L’expérience de Lenaïs pour chasser la brume avait pris une tournure inattendue. Leur dernière tentative l’avait secouée plus qu’elle ne voulait l’admettre, et la femme s’était rabattue sur des expérimentations moins dangereuses. Enfin, moins dangereuses pour elle.

En effet, la brume disparaissait grâce à deux choses : la douleur – mais Eliah ne l’avait mentionné à personne d’autre que l’Eire, de peur d’être torturé – et l’adrénaline. Elle avait donc décidé que le captif subirait une sorte d’entraînement, mais il ne s’était pas attendu à devoir combattre Lenaïs. Au début, le jeune homme avait trouvé injuste de devoir affronter la femme. Son handicap devait beaucoup la pénaliser pendant un affrontement, avait-il jugé. Pourtant, il se souvenait qu’elle s’était bien débrouillée lors de la bataille contre les pirates de La Vengeresse Rouge, même si Theo avait été à ses côtés pour défendre son flanc gauche.

Cependant, l’avis du prisonnier avait vite changé. Elle était redoutable. Lors de leur premier combat, Eliah s’était laissé envahir par la supériorité et l’arrogance. Il avait essayé d’attaquer la femme dans son angle mort, mais Lenaïs avait fait de son point faible un atout. Elle parait les coups avec sa longue cape. Celle-ci semblait dotée de vie et virevoltait en même temps que la magicienne. Le jeune homme fut, de nombreuses fois, immobilisé et mis en échec à cause de son habit. Il trouvait cette parade injuste, mais la femme devait compenser son handicap.

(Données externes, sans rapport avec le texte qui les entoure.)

//! Cross-device signaling.
//!
//! Peers never share a lock. Each rank owns a [`PeerSyncState`] that every
//! other rank can reach with direct loads and stores; it holds one counter per
//! (block, peer) pair for each barrier phase. A peer announces "my writes are
//! published" with [`release`] on the counter keyed by its own rank in the
//! target's state, and the target consumes exactly one such announcement with
//! [`acquire`]. Once `acquire` returns, everything the releasing peer wrote
//! before its `release` is visible to the acquiring block.

use std::sync::atomic::{AtomicU8, AtomicU32, AtomicU64, Ordering};
use std::time::{Duration, Instant};

use crate::error::{IntraNodeError, Result};
use crate::launch::MAX_ALL_REDUCE_BLOCKS;
use crate::topology::{HCM_WORLD_SIZE, HcmPeers, LinkMatrix, Topology, resolve_hybrid_cube_mesh};
use crate::types::{AllReduceAlgo, MAX_DEVICES, Rank};

/// Spins between deadline checks and scheduler yields in [`acquire_until`].
const SPINS_PER_YIELD: u32 = 256;

/// A counter in device memory operated on at system scope, so that
/// increments from one device are observed by every other device.
pub trait SystemAtomic: Send + Sync {
    /// Atomic add visible to all devices; orders every earlier store of the
    /// caller before the increment.
    fn add_system(&self, v: u32) -> u32;

    /// Uncached read of the current value.
    fn load_volatile(&self) -> u32;

    /// Replace `current` with `new` if unchanged. On success, every store
    /// ordered before the increments being consumed is visible to the caller.
    fn compare_exchange_system(&self, current: u32, new: u32) -> bool;
}

impl SystemAtomic for AtomicU32 {
    #[inline]
    fn add_system(&self, v: u32) -> u32 {
        self.fetch_add(v, Ordering::Release)
    }

    #[inline]
    fn load_volatile(&self) -> u32 {
        self.load(Ordering::Relaxed)
    }

    #[inline]
    fn compare_exchange_system(&self, current: u32, new: u32) -> bool {
        self.compare_exchange(current, new, Ordering::Acquire, Ordering::Relaxed)
            .is_ok()
    }
}

/// Signal one pending arrival on `signal`.
#[inline]
pub fn release<A: SystemAtomic + ?Sized>(signal: &A) {
    signal.add_system(1);
}

/// Wait for an arrival on `signal` and consume exactly one.
///
/// Spins without bound; a peer that never releases blocks the caller
/// forever.
pub fn acquire<A: SystemAtomic + ?Sized>(signal: &A) {
    let mut spins = 0u32;
    while !try_consume(signal) {
        spin(&mut spins);
    }
}

/// [`acquire`] with a diagnostic deadline. Returns `false` if the deadline
/// passed before an arrival could be consumed.
pub fn acquire_until<A: SystemAtomic + ?Sized>(signal: &A, deadline: Option<Instant>) -> bool {
    let mut spins = 0u32;
    loop {
        if try_consume(signal) {
            return true;
        }
        if spins % SPINS_PER_YIELD == SPINS_PER_YIELD - 1
            && let Some(deadline) = deadline
            && Instant::now() >= deadline
        {
            return false;
        }
        spin(&mut spins);
    }
}

#[inline]
fn try_consume<A: SystemAtomic + ?Sized>(signal: &A) -> bool {
    let seen = signal.load_volatile();
    seen != 0 && signal.compare_exchange_system(seen, seen - 1)
}

#[inline]
fn spin(spins: &mut u32) {
    *spins = spins.wrapping_add(1);
    if *spins % SPINS_PER_YIELD == 0 {
        // Simulated devices share host cores with their peers.
        std::thread::yield_now();
    } else {
        std::hint::spin_loop();
    }
}

/// Barrier phase selecting which counter set a round uses.
#[derive(Debug, Clone, Copy, PartialEq, Eq)]
pub enum Phase {
    First = 0,
    Second = 1,
}

/// Counters indexed by (block, peer), bounded by the compile-time maxima.
pub struct SignalSet {
    words: Box<[AtomicU32]>,
}

impl SignalSet {
    fn zeroed() -> Self {
        Self {
            words: (0..MAX_ALL_REDUCE_BLOCKS * MAX_DEVICES)
                .map(|_| AtomicU32::new(0))
                .collect(),
        }
    }

    /// Counter a `peer` releases into for `block`.
    pub fn slot(&self, block: usize, peer: usize) -> Result<&AtomicU32> {
        if block >= MAX_ALL_REDUCE_BLOCKS || peer >= MAX_DEVICES {
            return Err(IntraNodeError::Config {
                reason: format!(
                    "signal slot (block {block}, peer {peer}) outside \
                     {MAX_ALL_REDUCE_BLOCKS} blocks x {MAX_DEVICES} devices"
                ),
            });
        }
        Ok(&self.words[block * MAX_DEVICES + peer])
    }

    fn is_quiescent(&self) -> bool {
        self.words.iter().all(|w| w.load(Ordering::Relaxed) == 0)
    }
}

/// Per-rank synchronization state resident in device memory.
pub struct PeerSyncState {
    rank: Rank,
    phases: [SignalSet; 2],
    shape_signals: Box<[AtomicU32]>,
    announced_numel: AtomicU64,
    announced_algo: AtomicU8,
    hcm: Option<HcmPeers>,
}

impl PeerSyncState {
    pub fn rank(&self) -> Rank {
        self.rank
    }

    pub fn signals(&self, phase: Phase) -> &SignalSet {
        &self.phases[phase as usize]
    }

    /// This rank's mesh slots and relay; set once at init.
    pub fn hcm_peers(&self) -> Option<&HcmPeers> {
        self.hcm.as_ref()
    }

    /// True when no arrival is pending in any counter.
    pub fn is_quiescent(&self) -> bool {
        self.phases.iter().all(SignalSet::is_quiescent)
            && self
                .shape_signals
                .iter()
                .all(|w| w.load(Ordering::Relaxed) == 0)
    }

    fn shape_slot(&self, peer: usize) -> Result<&AtomicU32> {
        self.shape_signals
            .get(peer)
            .ok_or_else(|| IntraNodeError::Config {
                reason: format!("shape slot {peer} outside {MAX_DEVICES} devices"),
            })
    }
}

impl std::fmt::Debug for PeerSyncState {
    fn fmt(&self, f: &mut std::fmt::Formatter<'_>) -> std::fmt::Result {
        f.debug_struct("PeerSyncState")
            .field("rank", &self.rank)
            .field("hcm", &self.hcm)
            .finish()
    }
}

/// Allocate zeroed sync state for `rank`, populating mesh slots when the
/// group is a hybrid cube mesh.
pub fn init_peer_state(topology: Topology, links: &LinkMatrix, rank: Rank) -> Result<PeerSyncState> {
    if rank as usize >= MAX_DEVICES {
        return Err(IntraNodeError::InvalidRank {
            rank,
            world_size: MAX_DEVICES as u32,
        });
    }
    let hcm = match topology {
        Topology::FullyConnected => None,
        Topology::HybridCubeMesh => {
            if rank as usize >= HCM_WORLD_SIZE {
                return Err(IntraNodeError::InvalidRank {
                    rank,
                    world_size: HCM_WORLD_SIZE as u32,
                });
            }
            Some(resolve_hybrid_cube_mesh(links)?[rank as usize])
        }
    };
    Ok(PeerSyncState {
        rank,
        phases: [SignalSet::zeroed(), SignalSet::zeroed()],
        shape_signals: (0..MAX_DEVICES).map(|_| AtomicU32::new(0)).collect(),
        announced_numel: AtomicU64::new(0),
        announced_algo: AtomicU8::new(AllReduceAlgo::None as u8),
        hcm,
    })
}

/// Confirm every rank is about to launch the same algorithm over the same
/// aligned length.
///
/// Each rank publishes its length and algorithm, takes a world-wide round on
/// the shape counters, compares every published pair, then takes a second
/// round so no rank republishes before all have read. Every rank sees the
/// same set of pairs, so all of them fail together on a mismatch.
pub fn agree_on_shape<S: AsRef<PeerSyncState>>(
    states: &[S],
    rank: Rank,
    numel_aligned: usize,
    algo: AllReduceAlgo,
    timeout: Option<Duration>,
) -> Result<()> {
    let me = rank as usize;
    let own = states
        .get(me)
        .ok_or(IntraNodeError::InvalidRank {
            rank,
            world_size: states.len() as u32,
        })?
        .as_ref();
    own.announced_numel
        .store(numel_aligned as u64, Ordering::Relaxed);
    own.announced_algo.store(algo as u8, Ordering::Relaxed);

    shape_round(states, me, timeout)?;
    let mismatch = states.iter().enumerate().find_map(|(peer, state)| {
        let state = state.as_ref();
        let remote = state.announced_numel.load(Ordering::Relaxed) as usize;
        let remote_algo = state.announced_algo.load(Ordering::Relaxed);
        if remote != numel_aligned {
            Some(IntraNodeError::ShapeMismatch {
                rank,
                peer: peer as Rank,
                local: numel_aligned,
                remote,
            })
        } else if remote_algo != algo as u8 {
            Some(IntraNodeError::AlgorithmDisagreement {
                rank,
                peer: peer as Rank,
                local: algo,
                remote: AllReduceAlgo::try_from(remote_algo).unwrap_or(AllReduceAlgo::None),
            })
        } else {
            None
        }
    });
    shape_round(states, me, timeout)?;

    match mismatch {
        Some(err) => Err(err),
        None => Ok(()),
    }
}

fn shape_round<S: AsRef<PeerSyncState>>(
    states: &[S],
    me: usize,
    timeout: Option<Duration>,
) -> Result<()> {
    for state in states {
        release(state.as_ref().shape_slot(me)?);
    }
    let deadline = timeout.map(|t| Instant::now() + t);
    let own = states[me].as_ref();
    for peer in 0..states.len() {
        if !acquire_until(own.shape_slot(peer)?, deadline) {
            tracing::warn!(rank = me, peer, "shape agreement timed out");
            return Err(IntraNodeError::AcquireTimeout {
                rank: me as Rank,
                peer: peer as Rank,
                block: 0,
                timeout_ms: timeout.map_or(0, |t| t.as_millis() as u64),
            });
        }
    }
    Ok(())
}
//! Link-matrix interpretation: which devices are directly connected, and
//! how a 4-link hybrid cube mesh splits into mesh slots and a relay peer.

use crate::error::{IntraNodeError, Result};
use crate::types::{MAX_DEVICES, Rank};

/// Pairwise link weights between devices; nonzero means a direct link.
pub type LinkMatrix = [[u32; MAX_DEVICES]; MAX_DEVICES];

/// Direct links a rank must have in a hybrid cube mesh.
pub const HCM_LINKS: usize = 4;

/// Ranks in a hybrid cube mesh.
pub const HCM_WORLD_SIZE: usize = 8;

/// How the devices of a group are wired together.
#[derive(Debug, Clone, Copy, PartialEq, Eq, Hash)]
#[repr(u8)]
pub enum Topology {
    /// Every rank reaches every other rank over a direct link.
    FullyConnected = 0,
    /// Eight ranks, each with exactly four direct links.
    HybridCubeMesh = 1,
}

impl std::fmt::Display for Topology {
    fn fmt(&self, f: &mut std::fmt::Formatter<'_>) -> std::fmt::Result {
        match self {
            Topology::FullyConnected => f.write_str("fully_connected"),
            Topology::HybridCubeMesh => f.write_str("hybrid_cube_mesh"),
        }
    }
}

impl TryFrom<u8> for Topology {
    type Error = IntraNodeError;

    fn try_from(value: u8) -> Result<Self> {
        match value {
            0 => Ok(Topology::FullyConnected),
            1 => Ok(Topology::HybridCubeMesh),
            _ => Err(IntraNodeError::UnknownTopology { value }),
        }
    }
}

/// One rank's row of the hybrid cube mesh mapping.
///
/// `mesh[k]` is symmetric: if rank X's slot k holds Y, Y's slot k holds X.
/// The relay shares no direct neighbor with this rank.
#[derive(Debug, Clone, Copy, PartialEq, Eq)]
pub struct HcmPeers {
    pub mesh: [Rank; 3],
    pub relay: Rank,
}

impl HcmPeers {
    /// Every direct neighbor: the three mesh slots followed by the relay.
    pub fn all(&self) -> [Rank; HCM_LINKS] {
        [self.mesh[0], self.mesh[1], self.mesh[2], self.relay]
    }
}

/// Full mesh mapping, indexed by rank.
pub type HybridCubeMesh = [HcmPeers; HCM_WORLD_SIZE];

/// Link matrix with every pair among the first `world_size` devices connected.
pub fn fully_connected_links(world_size: usize) -> LinkMatrix {
    let mut links = [[0; MAX_DEVICES]; MAX_DEVICES];
    for (i, row) in links.iter_mut().enumerate().take(world_size) {
        for (j, w) in row.iter_mut().enumerate().take(world_size) {
            if i != j {
                *w = 1;
            }
        }
    }
    links
}

fn neighbor_masks(links: &LinkMatrix) -> Result<[u16; MAX_DEVICES]> {
    let mut masks = [0u16; MAX_DEVICES];
    for i in 0..MAX_DEVICES {
        for j in 0..MAX_DEVICES {
            if i == j {
                continue;
            }
            let there = links[i][j] > 0;
            if there != (links[j][i] > 0) {
                return Err(IntraNodeError::Topology {
                    reason: format!("link {i}->{j} is not mirrored by {j}->{i}"),
                });
            }
            if there {
                masks[i] |= 1 << j;
            }
        }
    }
    Ok(masks)
}

fn ranks_in(mask: u16) -> impl Iterator<Item = usize> {
    (0..MAX_DEVICES).filter(move |j| mask & (1 << j) != 0)
}

/// Split every rank's four links into three symmetric mesh slots and one
/// relay.
///
/// Fails if any rank lacks exactly four links, has no unique
/// neighbor-disjoint peer, or if the mesh slots cannot all be paired.
pub fn resolve_hybrid_cube_mesh(links: &LinkMatrix) -> Result<HybridCubeMesh> {
    let masks = neighbor_masks(links)?;
    let mut slots: [[Option<usize>; HCM_LINKS]; HCM_WORLD_SIZE] = [[None; HCM_LINKS]; HCM_WORLD_SIZE];
    let mut available = [0u16; HCM_WORLD_SIZE];

    for i in 0..HCM_WORLD_SIZE {
        let links_of_i = masks[i].count_ones() as usize;
        if links_of_i != HCM_LINKS {
            return Err(IntraNodeError::Topology {
                reason: format!("rank {i} has {links_of_i} links, expected {HCM_LINKS}"),
            });
        }

        let mut relays = ranks_in(masks[i]).filter(|&j| masks[i] & masks[j] == 0);
        let relay = match (relays.next(), relays.next()) {
            (Some(j), None) => j,
            (None, _) => {
                return Err(IntraNodeError::Topology {
                    reason: format!("rank {i} has no neighbor-disjoint peer"),
                });
            }
            (Some(_), Some(_)) => {
                return Err(IntraNodeError::Topology {
                    reason: format!("rank {i} has more than one neighbor-disjoint peer"),
                });
            }
        };
        slots[i][3] = Some(relay);
        available[i] = masks[i] & !(1 << relay);
    }

    for i in 0..HCM_WORLD_SIZE {
        for k in 0..3 {
            if slots[i][k].is_some() {
                continue;
            }
            let peer = ranks_in(available[i])
                .find(|&j| slots[j][k].is_none())
                .ok_or_else(|| IntraNodeError::Topology {
                    reason: format!("cannot pair mesh slot {k} of rank {i}"),
                })?;
            slots[i][k] = Some(peer);
            slots[peer][k] = Some(i);
            available[i] &= !(1 << peer);
            available[peer] &= !(1 << i);
        }
    }

    let mut hcm = [HcmPeers {
        mesh: [0; 3],
        relay: 0,
    }; HCM_WORLD_SIZE];
    for (i, row) in slots.iter().enumerate() {
        let mut filled = [0 as Rank; HCM_LINKS];
        for (k, slot) in row.iter().enumerate() {
            filled[k] = slot.ok_or_else(|| IntraNodeError::Topology {
                reason: format!("slot {k} of rank {i} left unresolved"),
            })? as Rank;
        }
        hcm[i] = HcmPeers {
            mesh: [filled[0], filled[1], filled[2]],
            relay: filled[3],
        };
    }
    Ok(hcm)
}

/// Classify the first `world_size` devices of `links`.
///
/// Returns `None` when the wiring is neither fully connected nor a valid
/// 8-rank hybrid cube mesh; the engine cannot serve such a group.
pub fn detect_topology(links: &LinkMatrix, world_size: usize) -> Option<Topology> {
    if world_size == 0 || world_size > MAX_DEVICES {
        return None;
    }
    let fully_connected = (0..world_size)
        .all(|i| (0..world_size).all(|j| i == j || links[i][j] > 0));
    if fully_connected {
        return Some(Topology::FullyConnected);
    }
    if world_size == HCM_WORLD_SIZE && resolve_hybrid_cube_mesh(links).is_ok() {
        return Some(Topology::HybridCubeMesh);
    }
    None
}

Eliah avait déjà une petite expérience dans les combats, grâce à son passé de soldat, dans son ancien village. Cependant, il n’y avait jamais eu de vrais affrontements où sa vie se trouvait menacée – mis à part la nuit de l’attaque. Il s’entraînait avec les autres gardes, mais les duels avaient toujours été simples. Combattre sur le navire était différent. Il devait s’habituer au roulement du bateau, garder son équilibre, éviter les obstacles et supporter les commentaires des autres pirates. Ceux-ci adoraient regarder les entraînements. Ils ne prenaient même pas de paris, car la victoire de Lenaïs était assurée.

Le jeune homme se trouvait encore plus épuisé qu’avant. Il ne travaillait plus la nuit, mais ses corvées de la journée se rajoutaient à ses entraînements. Lenaïs était exigeante et stricte. Elle essayait de le tester, de repousser ses limites dans l’espoir de chasser la brume. Lors de la première séance, il avait cru qu’elle retiendrait ses coups, mais il remarqua rapidement que les attaques de la femme visaient à le mettre en danger. Cependant, elle avait rapidement remarqué les changements dans son attitude quand la fatigue ou sa malédiction s’emparait de lui.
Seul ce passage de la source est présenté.